AMMAN (Reuters) – Jordan said on Saturday four people were killed during a police raid on a house sheltering militants suspected of being behind a bomb attack on a police van a day earlier.
Security forces are seen near a damaged building one day after the security incident, at the city of Al Salt, Jordan, August 11, 2018. REUTERS/Muhammad Hamed
Security forces stormed a building in the city of Salt where suspects behind the planting of the home-made bomb that killed one policeman on Friday were believed to be hiding.
Government spokeswoman Jumana Ghunaimat told the state news agency Petra that three suspects had been arrested so far in an operation that was still underway against a cell hiding in a building in the center of hillside Salt city, about 30 km (18 miles) west of Amman.
The suspects had refused to hand themselves over to the security forces and blown up part of the hilltop building, Ghunaimat added.
Later Ghunaimat said security forces were moving to seize the site and see if there were any civilians held hostage.
Witnesses heard several strong explosions near the site which a security source said were explosives being detonated by the police as they closed in on the militants.

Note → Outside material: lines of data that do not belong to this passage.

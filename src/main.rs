use std::process::ExitCode;
use std::sync::Arc;

use anyhow::Context;
use serde_json::json;

use sitemap_audit::{
    AggregateTable, AnalysisMode, AnalysisPhase, AnalysisProgress, AsyncHttpClient, Cli, Config,
    DocumentKind, ErrorReporter, Output, OutputFormat, ProgressCallback, SitemapAnalyzer,
    SitemapError, export_url_csv, logging,
};

#[tokio::main]
async fn main() -> ExitCode {
    let cli = Cli::parse_args();
    let config = Config::from_cli(&cli);
    logging::init_logging(config.verbosity());

    let reporter = ErrorReporter::new(config.verbosity());
    match run(&config, &reporter).await {
        Ok(()) => ExitCode::SUCCESS,
        Err(error) => {
            match error.downcast_ref::<SitemapError>() {
                Some(sitemap_error) => reporter.report_error(sitemap_error),
                None => eprintln!("Error: {:#}", error),
            }
            ExitCode::FAILURE
        }
    }
}

async fn run(config: &Config, reporter: &ErrorReporter) -> anyhow::Result<()> {
    config.validate()?;
    SitemapAnalyzer::validate_input(&config.url)?;

    let client = AsyncHttpClient::new(config.http.clone())?;
    let analyzer = SitemapAnalyzer::new(Arc::new(client), config.analyzer.clone());
    let output = Output::new(config.verbosity());

    match config.mode {
        AnalysisMode::Index => run_index(config, reporter, &analyzer, &output).await,
        AnalysisMode::File => run_file(config, reporter, &analyzer, &output).await,
    }
}

async fn run_index(
    config: &Config,
    reporter: &ErrorReporter,
    analyzer: &SitemapAnalyzer,
    output: &Output,
) -> anyhow::Result<()> {
    let progress = config.progress.then(progress_printer);
    let analysis = analyzer
        .analyze_index_with_progress(&config.url, progress)
        .await?;

    if let DocumentKind::Unknown(root) = &analysis.kind {
        reporter.report_warning(&output.format_unknown_format(root));
    }

    let table = AggregateTable::build(&analysis.report);
    match config.format {
        OutputFormat::Human => {
            print!("{}", output.format_index_summary(&analysis.report, &table));
            print!(
                "{}",
                output.format_url_preview(analysis.report.url_rows(), config.preview_rows, true)
            );
        }
        OutputFormat::Json => {
            let document = json!({
                "sitemap_index": config.url,
                "kind": analysis.kind,
                "total_urls": analysis.report.total_urls(),
                "table": table,
                "sitemaps": analysis.report,
            });
            println!("{}", serde_json::to_string_pretty(&document)?);
        }
    }

    if let Some(path) = &config.csv_path {
        let written = export_url_csv(path, analysis.report.url_rows(), true)
            .with_context(|| format!("exporting URLs to {}", path.display()))?;
        eprintln!("Wrote {} URLs to {}", written, path.display());
    }

    Ok(())
}

async fn run_file(
    config: &Config,
    reporter: &ErrorReporter,
    analyzer: &SitemapAnalyzer,
    output: &Output,
) -> anyhow::Result<()> {
    let document = analyzer.analyze_sitemap(&config.url).await?;
    if let Some(message) = output.format_not_a_urlset(&document.kind) {
        reporter.report_warning(&message);
    }
    let report = document.report;

    match config.format {
        OutputFormat::Human => {
            print!("{}", output.format_sitemap_summary(&report));
            print!(
                "{}",
                output.format_url_preview(report.url_rows(&config.url), config.preview_rows, false)
            );
        }
        OutputFormat::Json => {
            let summary = json!({
                "sitemap": config.url,
                "kind": document.kind,
                "report": report,
            });
            println!("{}", serde_json::to_string_pretty(&summary)?);
        }
    }

    if let Some(path) = &config.csv_path {
        let written = export_url_csv(path, report.url_rows(&config.url), false)
            .with_context(|| format!("exporting URLs to {}", path.display()))?;
        eprintln!("Wrote {} URLs to {}", written, path.display());
    }

    Ok(())
}

fn progress_printer() -> ProgressCallback {
    Arc::new(|progress: AnalysisProgress| match progress.phase {
        AnalysisPhase::ResolvingIndex => {
            if let Some(url) = progress.current {
                eprintln!("Reading sitemap index: {}", url);
            }
        }
        AnalysisPhase::Analyzing => {
            if let Some(url) = progress.current {
                eprintln!(
                    "({}/{}) Now Analyzing: {}",
                    progress.completed + 1,
                    progress.total,
                    url
                );
            }
        }
        AnalysisPhase::Analyzed => {}
        AnalysisPhase::Complete => eprintln!("Analysis Complete"),
    })
}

Police had earlier blamed a gas canister for Friday’s blast near the site of a music festival in the town of Fuheis.
Ambulances were seen rushing to the main city hospital from near the building in a residential area of Salt that was sealed off by police.
Several incidents over the past few years have jolted the Arab kingdom, which has been comparatively unscathed by the uprisings, civil wars and Islamist militancy that have swept the Middle East since 2011.
Militants from al Qaeda and other radical jihadist groups have long targeted the U.S.-allied kingdom and dozens of militants are currently serving long prison terms.
Jordan earlier this year said it had foiled an Islamic State plot that included plans for a series of attacks last November on security installations, shopping malls and moderate religious figures, state media reported.
Security forces have been extra vigilant since the start of this year with warnings that sympathisers of Islamic State could launch revenge attacks after the militants were driven out of most of the territory they once controlled in Syria and Iraq.
King Abdullah, a Middle East ally of Western powers against Islamist militancy who has also safeguarded Jordan’s peace treaty with Israel, has been among the most vocal leaders in the region in warning of threats posed by radical groups.
Jordan plays a prominent role in the U.S.-led coalition against Islamic State, providing military, logistical and intelligence support, according to Western diplomats and regional intelligence sources.